[Material for this exercise]:
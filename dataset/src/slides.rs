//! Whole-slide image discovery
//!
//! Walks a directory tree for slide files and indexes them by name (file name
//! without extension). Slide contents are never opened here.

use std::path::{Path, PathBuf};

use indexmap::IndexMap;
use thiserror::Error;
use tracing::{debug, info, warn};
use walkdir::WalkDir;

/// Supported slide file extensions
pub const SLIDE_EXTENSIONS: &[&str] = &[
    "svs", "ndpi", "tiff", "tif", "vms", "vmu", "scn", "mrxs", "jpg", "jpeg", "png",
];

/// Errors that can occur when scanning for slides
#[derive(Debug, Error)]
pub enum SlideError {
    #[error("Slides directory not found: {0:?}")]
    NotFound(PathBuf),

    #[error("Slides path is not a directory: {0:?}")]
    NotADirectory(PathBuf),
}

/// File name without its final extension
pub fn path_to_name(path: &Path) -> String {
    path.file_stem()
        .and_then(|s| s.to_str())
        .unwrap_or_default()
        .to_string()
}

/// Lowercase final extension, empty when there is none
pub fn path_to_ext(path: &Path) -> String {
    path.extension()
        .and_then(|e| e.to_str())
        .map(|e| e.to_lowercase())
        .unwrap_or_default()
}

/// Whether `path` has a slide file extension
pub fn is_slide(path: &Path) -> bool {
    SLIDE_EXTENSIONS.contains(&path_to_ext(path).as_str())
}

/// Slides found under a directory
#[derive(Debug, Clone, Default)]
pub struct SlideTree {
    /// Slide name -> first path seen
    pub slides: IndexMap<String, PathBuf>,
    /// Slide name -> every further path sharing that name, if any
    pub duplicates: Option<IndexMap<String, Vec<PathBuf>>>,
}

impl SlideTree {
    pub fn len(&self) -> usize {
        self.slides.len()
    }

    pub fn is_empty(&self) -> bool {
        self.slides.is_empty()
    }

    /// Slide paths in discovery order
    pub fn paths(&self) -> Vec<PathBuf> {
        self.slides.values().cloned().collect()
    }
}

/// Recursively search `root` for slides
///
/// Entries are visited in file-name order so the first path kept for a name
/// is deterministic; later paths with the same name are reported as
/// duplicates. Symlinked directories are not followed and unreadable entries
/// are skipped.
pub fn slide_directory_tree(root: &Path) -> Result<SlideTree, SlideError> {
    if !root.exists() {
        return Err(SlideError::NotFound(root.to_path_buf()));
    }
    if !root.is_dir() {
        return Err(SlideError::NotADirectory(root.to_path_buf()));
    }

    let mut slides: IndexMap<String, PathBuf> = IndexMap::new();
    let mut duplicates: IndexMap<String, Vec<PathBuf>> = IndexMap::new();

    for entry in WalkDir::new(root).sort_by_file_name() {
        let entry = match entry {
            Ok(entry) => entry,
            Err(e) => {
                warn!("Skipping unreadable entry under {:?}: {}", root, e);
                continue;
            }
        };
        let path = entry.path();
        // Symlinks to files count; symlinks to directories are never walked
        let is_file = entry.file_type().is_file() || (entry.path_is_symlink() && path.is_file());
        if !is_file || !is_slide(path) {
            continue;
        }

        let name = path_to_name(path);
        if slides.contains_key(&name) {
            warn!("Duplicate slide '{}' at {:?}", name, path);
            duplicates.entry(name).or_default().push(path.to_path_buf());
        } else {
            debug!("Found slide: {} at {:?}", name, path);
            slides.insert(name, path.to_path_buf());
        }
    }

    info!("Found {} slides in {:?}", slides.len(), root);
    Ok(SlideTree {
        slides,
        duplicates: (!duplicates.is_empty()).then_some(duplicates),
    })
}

[What is expected]:
Your answer should consist of all lines in the listing above that contain "unreadable".

[Written answer]:
/// duplicates. Symlinked directories are not followed and unreadable entries
                warn!("Skipping unreadable entry under {:?}: {}", root, e);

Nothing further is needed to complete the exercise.